Task: Among the entries below, one line contains "filename crates/dealsync_record/src/record.rs" and another contains "pub fn contains_field(&self, field: &str)". Transcribe those two lines and every line between them, exactly.

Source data
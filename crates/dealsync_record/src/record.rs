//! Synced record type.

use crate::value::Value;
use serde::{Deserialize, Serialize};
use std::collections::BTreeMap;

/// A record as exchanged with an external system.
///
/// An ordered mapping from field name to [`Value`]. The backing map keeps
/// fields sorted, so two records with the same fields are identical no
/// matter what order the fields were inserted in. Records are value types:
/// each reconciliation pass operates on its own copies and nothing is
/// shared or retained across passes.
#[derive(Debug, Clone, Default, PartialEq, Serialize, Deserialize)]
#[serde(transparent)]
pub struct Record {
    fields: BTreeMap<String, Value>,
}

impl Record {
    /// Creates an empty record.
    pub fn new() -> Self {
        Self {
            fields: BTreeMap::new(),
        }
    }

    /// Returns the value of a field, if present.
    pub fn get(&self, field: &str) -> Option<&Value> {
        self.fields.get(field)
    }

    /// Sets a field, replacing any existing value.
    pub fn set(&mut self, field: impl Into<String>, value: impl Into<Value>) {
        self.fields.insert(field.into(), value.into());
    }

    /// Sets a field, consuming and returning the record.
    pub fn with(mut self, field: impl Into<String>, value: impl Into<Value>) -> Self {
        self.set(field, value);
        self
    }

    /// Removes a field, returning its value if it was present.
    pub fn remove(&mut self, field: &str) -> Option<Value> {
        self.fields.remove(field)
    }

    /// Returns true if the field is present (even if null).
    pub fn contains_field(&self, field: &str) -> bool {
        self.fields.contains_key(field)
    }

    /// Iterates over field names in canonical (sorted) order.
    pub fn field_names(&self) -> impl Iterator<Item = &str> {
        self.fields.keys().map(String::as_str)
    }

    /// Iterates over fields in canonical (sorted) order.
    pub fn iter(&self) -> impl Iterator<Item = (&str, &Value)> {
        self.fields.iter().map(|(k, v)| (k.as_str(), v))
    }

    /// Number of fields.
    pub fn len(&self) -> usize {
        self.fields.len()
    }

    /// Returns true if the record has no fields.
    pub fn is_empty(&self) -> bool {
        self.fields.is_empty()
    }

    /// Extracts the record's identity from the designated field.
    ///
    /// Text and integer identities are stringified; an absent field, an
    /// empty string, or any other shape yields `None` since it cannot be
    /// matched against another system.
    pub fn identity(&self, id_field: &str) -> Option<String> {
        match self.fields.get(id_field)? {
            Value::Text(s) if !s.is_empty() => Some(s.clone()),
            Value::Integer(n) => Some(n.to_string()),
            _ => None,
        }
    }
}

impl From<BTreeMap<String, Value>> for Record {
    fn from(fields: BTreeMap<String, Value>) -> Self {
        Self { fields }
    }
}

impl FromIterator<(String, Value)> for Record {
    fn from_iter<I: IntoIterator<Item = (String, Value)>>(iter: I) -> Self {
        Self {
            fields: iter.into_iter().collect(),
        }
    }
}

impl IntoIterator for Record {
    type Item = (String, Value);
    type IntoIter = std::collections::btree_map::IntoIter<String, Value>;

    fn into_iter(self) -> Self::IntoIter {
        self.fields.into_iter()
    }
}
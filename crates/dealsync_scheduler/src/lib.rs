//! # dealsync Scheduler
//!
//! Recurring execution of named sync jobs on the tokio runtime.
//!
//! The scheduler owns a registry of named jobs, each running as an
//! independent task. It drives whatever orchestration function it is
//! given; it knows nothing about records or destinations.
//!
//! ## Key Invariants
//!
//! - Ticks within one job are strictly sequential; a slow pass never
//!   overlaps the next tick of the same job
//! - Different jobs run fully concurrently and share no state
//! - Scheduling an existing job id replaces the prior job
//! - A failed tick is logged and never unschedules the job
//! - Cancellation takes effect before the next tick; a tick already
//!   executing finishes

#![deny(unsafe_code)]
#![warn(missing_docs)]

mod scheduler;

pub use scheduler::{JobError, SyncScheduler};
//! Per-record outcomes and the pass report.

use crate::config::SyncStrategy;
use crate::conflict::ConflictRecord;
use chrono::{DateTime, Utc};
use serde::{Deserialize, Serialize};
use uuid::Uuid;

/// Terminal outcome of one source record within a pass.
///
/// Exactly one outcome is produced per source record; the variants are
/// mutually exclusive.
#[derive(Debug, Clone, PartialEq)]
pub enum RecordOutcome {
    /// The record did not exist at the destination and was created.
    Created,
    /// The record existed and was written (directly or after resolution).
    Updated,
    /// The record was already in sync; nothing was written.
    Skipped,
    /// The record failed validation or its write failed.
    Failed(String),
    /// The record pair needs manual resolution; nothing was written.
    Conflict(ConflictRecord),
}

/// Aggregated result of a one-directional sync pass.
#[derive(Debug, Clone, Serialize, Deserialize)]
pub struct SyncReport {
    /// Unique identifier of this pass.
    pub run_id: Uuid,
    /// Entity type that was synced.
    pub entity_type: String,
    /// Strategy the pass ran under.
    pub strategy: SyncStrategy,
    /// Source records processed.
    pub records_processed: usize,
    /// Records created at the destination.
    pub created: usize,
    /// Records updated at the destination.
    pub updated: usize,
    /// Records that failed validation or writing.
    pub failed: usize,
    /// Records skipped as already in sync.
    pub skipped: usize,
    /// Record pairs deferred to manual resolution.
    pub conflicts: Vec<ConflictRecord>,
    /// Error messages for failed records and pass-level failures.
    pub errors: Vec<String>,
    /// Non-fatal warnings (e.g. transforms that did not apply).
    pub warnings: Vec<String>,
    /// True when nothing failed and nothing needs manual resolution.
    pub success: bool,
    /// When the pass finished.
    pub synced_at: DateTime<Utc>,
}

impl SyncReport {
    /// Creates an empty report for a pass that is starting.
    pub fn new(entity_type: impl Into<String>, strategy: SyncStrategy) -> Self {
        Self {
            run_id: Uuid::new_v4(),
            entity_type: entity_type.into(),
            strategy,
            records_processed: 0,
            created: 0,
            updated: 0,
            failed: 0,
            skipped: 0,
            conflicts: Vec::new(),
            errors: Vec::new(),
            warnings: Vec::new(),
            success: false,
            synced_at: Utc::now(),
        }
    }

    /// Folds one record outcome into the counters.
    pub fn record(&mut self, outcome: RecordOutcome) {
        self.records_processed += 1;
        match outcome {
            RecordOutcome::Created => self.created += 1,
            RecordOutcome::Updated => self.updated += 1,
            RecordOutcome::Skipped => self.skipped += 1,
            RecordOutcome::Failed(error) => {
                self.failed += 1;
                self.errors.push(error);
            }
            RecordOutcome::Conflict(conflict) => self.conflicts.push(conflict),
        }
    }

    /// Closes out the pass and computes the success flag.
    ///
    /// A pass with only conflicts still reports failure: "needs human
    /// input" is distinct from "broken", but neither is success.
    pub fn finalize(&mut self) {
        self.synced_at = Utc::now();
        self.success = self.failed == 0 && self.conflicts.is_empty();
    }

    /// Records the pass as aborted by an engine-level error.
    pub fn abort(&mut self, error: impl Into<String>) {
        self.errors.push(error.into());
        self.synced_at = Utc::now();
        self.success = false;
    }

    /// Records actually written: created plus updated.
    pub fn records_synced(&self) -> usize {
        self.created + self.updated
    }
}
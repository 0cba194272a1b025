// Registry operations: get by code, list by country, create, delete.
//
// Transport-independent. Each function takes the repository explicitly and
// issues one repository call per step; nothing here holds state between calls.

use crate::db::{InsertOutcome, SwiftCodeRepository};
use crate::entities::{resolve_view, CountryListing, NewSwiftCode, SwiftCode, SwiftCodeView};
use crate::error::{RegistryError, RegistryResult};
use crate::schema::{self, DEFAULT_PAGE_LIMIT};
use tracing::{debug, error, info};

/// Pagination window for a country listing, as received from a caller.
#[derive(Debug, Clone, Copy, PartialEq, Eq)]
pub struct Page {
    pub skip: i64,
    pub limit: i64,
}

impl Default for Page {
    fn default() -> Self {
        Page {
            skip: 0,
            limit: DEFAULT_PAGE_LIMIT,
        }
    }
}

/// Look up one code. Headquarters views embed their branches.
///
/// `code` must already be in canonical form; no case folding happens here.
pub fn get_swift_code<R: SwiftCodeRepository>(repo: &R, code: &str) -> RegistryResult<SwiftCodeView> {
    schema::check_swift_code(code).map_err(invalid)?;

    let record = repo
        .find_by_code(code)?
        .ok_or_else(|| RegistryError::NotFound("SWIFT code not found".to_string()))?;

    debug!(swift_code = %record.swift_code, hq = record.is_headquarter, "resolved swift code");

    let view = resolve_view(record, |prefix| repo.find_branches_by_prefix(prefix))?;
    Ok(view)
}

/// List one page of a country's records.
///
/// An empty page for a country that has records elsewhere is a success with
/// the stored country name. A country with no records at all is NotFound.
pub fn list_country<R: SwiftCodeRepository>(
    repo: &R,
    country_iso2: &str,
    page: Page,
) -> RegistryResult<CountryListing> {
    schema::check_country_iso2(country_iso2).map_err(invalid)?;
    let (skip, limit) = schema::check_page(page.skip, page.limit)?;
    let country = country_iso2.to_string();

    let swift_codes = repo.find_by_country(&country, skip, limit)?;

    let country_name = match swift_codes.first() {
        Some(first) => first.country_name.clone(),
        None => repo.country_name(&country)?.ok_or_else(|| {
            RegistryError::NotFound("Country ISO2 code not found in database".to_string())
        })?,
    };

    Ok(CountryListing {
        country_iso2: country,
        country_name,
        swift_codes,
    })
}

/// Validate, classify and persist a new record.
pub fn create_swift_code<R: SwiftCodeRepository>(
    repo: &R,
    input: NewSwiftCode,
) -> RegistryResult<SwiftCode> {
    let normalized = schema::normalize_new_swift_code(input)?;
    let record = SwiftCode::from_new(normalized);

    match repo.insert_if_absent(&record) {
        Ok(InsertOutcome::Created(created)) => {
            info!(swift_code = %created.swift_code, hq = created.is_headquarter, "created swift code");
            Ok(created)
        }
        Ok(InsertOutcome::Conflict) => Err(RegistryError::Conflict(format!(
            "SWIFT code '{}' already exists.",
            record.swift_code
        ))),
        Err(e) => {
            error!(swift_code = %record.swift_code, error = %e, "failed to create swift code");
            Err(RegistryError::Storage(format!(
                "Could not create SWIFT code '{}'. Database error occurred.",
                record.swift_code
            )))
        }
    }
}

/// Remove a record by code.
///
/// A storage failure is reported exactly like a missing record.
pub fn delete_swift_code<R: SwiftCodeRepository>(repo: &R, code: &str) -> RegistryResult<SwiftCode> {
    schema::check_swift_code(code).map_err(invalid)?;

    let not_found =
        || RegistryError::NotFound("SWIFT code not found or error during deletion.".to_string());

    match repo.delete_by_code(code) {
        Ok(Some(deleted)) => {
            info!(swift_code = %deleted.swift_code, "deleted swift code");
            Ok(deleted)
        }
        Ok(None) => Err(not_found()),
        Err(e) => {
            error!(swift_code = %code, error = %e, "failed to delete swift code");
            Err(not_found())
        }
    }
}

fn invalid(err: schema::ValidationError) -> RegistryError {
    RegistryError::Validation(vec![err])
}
==
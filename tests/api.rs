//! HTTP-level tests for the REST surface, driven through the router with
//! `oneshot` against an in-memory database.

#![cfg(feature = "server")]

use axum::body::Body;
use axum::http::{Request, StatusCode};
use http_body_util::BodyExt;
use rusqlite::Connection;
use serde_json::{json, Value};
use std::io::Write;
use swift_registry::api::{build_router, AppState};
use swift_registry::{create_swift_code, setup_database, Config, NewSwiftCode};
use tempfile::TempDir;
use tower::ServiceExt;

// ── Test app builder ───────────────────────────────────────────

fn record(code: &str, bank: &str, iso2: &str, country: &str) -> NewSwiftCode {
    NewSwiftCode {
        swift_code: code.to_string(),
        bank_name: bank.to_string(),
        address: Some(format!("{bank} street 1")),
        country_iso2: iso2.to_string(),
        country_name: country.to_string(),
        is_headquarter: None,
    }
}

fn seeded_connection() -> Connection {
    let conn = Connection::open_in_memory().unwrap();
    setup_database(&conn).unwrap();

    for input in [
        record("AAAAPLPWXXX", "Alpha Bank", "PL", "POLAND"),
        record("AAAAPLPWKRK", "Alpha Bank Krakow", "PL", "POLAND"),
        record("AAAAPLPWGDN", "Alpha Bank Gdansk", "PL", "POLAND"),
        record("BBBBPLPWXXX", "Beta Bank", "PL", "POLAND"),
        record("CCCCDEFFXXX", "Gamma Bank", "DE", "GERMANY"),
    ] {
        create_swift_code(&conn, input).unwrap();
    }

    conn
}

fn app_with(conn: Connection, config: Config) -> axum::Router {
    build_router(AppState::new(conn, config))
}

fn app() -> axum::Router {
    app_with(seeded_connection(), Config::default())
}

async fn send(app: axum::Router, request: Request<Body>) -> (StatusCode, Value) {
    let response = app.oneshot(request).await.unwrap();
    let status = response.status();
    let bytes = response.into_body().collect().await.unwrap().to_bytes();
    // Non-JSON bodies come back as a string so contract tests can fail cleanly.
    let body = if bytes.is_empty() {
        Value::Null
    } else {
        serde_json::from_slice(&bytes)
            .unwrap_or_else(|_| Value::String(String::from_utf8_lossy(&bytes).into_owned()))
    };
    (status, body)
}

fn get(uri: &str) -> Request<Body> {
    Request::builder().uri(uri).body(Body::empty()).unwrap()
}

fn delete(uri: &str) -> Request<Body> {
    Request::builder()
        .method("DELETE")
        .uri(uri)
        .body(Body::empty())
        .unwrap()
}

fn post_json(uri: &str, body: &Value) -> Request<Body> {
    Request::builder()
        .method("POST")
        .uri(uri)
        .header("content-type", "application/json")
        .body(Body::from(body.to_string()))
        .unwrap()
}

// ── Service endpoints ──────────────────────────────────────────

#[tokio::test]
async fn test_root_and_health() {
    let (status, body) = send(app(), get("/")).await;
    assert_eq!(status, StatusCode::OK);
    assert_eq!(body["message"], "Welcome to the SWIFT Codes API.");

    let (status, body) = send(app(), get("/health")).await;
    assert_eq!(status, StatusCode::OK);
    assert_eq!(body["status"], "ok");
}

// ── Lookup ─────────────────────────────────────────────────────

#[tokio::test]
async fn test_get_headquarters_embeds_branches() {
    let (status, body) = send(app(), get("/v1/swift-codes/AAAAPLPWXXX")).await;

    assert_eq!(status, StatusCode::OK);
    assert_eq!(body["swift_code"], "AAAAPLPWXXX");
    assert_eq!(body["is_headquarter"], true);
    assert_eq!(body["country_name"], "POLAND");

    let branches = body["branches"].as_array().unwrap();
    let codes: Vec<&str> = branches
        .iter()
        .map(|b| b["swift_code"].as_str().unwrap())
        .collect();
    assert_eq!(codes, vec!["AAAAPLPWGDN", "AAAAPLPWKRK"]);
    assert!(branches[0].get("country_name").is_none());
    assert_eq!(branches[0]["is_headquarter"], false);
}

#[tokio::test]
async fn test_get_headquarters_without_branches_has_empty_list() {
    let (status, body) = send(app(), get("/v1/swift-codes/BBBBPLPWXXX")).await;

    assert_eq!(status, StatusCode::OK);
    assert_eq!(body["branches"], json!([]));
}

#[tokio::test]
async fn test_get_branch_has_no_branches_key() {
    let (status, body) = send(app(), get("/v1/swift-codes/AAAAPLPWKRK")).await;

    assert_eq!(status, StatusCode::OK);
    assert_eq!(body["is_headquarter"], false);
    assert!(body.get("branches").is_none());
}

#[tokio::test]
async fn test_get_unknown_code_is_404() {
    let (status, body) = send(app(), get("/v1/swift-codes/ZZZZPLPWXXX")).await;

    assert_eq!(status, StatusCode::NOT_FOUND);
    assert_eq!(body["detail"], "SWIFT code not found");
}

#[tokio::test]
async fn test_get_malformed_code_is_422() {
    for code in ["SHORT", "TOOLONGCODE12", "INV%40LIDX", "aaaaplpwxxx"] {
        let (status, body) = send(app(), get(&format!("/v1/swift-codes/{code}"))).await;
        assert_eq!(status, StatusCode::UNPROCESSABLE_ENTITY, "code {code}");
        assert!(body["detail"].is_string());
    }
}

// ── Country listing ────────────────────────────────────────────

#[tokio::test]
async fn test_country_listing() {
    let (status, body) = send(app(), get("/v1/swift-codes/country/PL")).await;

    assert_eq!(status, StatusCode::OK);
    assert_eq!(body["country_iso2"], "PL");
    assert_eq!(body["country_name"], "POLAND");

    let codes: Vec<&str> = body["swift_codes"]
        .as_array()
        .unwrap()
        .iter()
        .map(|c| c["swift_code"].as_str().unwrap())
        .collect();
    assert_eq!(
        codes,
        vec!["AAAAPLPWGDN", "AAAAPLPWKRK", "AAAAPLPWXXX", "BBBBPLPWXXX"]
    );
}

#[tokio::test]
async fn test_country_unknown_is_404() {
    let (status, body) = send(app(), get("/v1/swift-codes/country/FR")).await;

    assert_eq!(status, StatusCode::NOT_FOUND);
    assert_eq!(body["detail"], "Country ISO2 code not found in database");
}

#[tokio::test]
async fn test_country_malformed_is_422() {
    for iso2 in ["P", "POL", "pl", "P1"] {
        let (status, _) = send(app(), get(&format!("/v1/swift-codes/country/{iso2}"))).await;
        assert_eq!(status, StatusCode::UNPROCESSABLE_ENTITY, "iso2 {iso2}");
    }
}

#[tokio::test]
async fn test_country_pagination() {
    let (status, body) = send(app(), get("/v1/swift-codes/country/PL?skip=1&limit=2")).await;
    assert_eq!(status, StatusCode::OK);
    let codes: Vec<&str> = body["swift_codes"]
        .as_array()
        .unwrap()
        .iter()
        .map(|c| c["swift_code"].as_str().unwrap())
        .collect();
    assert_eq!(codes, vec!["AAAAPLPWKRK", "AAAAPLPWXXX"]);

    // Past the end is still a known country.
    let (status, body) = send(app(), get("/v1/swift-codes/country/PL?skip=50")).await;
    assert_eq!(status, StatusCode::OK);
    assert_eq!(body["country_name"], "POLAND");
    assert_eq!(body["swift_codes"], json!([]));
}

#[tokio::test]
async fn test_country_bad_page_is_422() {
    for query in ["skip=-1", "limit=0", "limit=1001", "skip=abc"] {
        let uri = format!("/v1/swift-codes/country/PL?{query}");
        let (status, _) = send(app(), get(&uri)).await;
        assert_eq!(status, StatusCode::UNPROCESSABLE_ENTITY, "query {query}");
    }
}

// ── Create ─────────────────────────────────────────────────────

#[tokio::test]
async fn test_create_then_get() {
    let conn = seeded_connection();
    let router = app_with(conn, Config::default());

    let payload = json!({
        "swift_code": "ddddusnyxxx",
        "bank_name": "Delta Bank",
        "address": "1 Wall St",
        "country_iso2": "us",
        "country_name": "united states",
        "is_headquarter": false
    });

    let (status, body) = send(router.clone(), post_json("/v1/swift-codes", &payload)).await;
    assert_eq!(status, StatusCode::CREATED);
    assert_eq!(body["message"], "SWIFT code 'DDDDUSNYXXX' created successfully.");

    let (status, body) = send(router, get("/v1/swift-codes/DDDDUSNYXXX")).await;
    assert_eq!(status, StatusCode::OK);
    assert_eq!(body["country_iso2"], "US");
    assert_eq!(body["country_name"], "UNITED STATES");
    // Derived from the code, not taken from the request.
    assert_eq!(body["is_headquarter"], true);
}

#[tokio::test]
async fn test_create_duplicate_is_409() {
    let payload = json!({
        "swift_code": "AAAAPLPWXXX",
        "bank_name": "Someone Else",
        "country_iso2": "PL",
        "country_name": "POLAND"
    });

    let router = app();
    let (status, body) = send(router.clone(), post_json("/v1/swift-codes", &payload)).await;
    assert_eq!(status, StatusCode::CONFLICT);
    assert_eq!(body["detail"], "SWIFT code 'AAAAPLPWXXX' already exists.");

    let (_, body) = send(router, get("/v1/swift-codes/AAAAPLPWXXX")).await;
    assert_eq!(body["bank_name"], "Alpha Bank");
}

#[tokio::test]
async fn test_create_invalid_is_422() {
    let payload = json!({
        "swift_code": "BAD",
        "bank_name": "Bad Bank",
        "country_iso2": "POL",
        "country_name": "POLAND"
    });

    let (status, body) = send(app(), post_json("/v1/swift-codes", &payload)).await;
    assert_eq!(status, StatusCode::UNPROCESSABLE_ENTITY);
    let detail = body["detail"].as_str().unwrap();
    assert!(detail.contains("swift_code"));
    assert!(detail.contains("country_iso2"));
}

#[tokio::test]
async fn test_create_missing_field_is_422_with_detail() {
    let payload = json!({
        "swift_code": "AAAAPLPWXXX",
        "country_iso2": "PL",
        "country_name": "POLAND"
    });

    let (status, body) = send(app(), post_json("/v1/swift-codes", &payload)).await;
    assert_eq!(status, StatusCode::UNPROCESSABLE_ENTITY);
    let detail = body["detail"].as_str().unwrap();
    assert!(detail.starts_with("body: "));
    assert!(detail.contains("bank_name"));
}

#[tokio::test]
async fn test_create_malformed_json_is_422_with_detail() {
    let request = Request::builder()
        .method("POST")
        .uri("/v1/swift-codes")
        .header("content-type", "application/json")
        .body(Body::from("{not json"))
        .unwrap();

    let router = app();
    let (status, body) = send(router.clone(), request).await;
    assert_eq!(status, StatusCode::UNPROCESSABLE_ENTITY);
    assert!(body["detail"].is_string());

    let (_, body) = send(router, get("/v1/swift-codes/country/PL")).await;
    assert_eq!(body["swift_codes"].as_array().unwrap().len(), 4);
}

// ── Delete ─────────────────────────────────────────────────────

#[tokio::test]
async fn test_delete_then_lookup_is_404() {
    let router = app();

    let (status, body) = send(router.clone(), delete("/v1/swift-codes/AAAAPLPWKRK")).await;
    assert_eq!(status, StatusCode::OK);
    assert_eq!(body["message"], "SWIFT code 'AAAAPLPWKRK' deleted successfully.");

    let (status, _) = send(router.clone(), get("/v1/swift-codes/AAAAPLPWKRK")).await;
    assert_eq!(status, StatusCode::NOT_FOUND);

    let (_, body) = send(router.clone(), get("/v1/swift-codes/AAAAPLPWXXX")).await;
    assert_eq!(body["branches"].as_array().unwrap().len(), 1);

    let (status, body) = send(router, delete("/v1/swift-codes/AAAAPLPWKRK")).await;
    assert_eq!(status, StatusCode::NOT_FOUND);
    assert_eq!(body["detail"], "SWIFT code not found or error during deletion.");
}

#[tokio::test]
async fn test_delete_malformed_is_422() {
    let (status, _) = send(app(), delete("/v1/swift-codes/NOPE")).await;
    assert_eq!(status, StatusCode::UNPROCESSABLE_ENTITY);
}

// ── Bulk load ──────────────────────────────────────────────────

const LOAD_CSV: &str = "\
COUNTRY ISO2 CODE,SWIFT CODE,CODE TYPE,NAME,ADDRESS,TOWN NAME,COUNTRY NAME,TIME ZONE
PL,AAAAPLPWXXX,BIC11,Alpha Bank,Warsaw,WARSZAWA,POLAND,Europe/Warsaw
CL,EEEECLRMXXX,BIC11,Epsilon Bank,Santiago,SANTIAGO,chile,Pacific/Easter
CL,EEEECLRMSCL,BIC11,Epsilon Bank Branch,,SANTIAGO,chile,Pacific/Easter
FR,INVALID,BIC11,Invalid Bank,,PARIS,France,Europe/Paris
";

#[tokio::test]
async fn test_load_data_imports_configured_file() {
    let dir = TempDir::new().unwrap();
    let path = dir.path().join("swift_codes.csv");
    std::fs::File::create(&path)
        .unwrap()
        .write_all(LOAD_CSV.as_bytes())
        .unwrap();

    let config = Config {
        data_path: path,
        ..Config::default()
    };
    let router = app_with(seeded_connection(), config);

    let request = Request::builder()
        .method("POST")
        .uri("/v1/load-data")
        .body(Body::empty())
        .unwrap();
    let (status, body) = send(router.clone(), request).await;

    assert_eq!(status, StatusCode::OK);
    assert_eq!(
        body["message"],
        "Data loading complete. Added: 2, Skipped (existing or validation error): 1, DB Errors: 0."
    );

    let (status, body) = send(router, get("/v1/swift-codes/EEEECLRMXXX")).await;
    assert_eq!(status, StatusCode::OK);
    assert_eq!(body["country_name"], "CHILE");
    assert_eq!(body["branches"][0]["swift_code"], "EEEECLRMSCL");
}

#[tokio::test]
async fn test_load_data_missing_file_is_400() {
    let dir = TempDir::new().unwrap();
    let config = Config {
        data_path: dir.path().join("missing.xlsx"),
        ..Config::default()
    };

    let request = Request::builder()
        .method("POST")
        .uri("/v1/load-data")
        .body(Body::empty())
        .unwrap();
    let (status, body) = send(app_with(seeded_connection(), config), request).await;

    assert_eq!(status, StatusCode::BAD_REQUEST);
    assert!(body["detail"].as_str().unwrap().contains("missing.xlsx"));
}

Task output:
filename crates/dealsync_record/src/record.rs
//! Synced record type.

use crate::value::Value;
use serde::{Deserialize, Serialize};
use std::collections::BTreeMap;

/// A record as exchanged with an external system.
///
/// An ordered mapping from field name to [`Value`]. The backing map keeps
/// fields sorted, so two records with the same fields are identical no
/// matter what order the fields were inserted in. Records are value types:
/// each reconciliation pass operates on its own copies and nothing is
/// shared or retained across passes.
#[derive(Debug, Clone, Default, PartialEq, Serialize, Deserialize)]
#[serde(transparent)]
pub struct Record {
    fields: BTreeMap<String, Value>,
}

impl Record {
    /// Creates an empty record.
    pub fn new() -> Self {
        Self {
            fields: BTreeMap::new(),
        }
    }

    /// Returns the value of a field, if present.
    pub fn get(&self, field: &str) -> Option<&Value> {
        self.fields.get(field)
    }

    /// Sets a field, replacing any existing value.
    pub fn set(&mut self, field: impl Into<String>, value: impl Into<Value>) {
        self.fields.insert(field.into(), value.into());
    }

    /// Sets a field, consuming and returning the record.
    pub fn with(mut self, field: impl Into<String>, value: impl Into<Value>) -> Self {
        self.set(field, value);
        self
    }

    /// Removes a field, returning its value if it was present.
    pub fn remove(&mut self, field: &str) -> Option<Value> {
        self.fields.remove(field)
    }

    /// Returns true if the field is present (even if null).
    pub fn contains_field(&self, field: &str) -> bool {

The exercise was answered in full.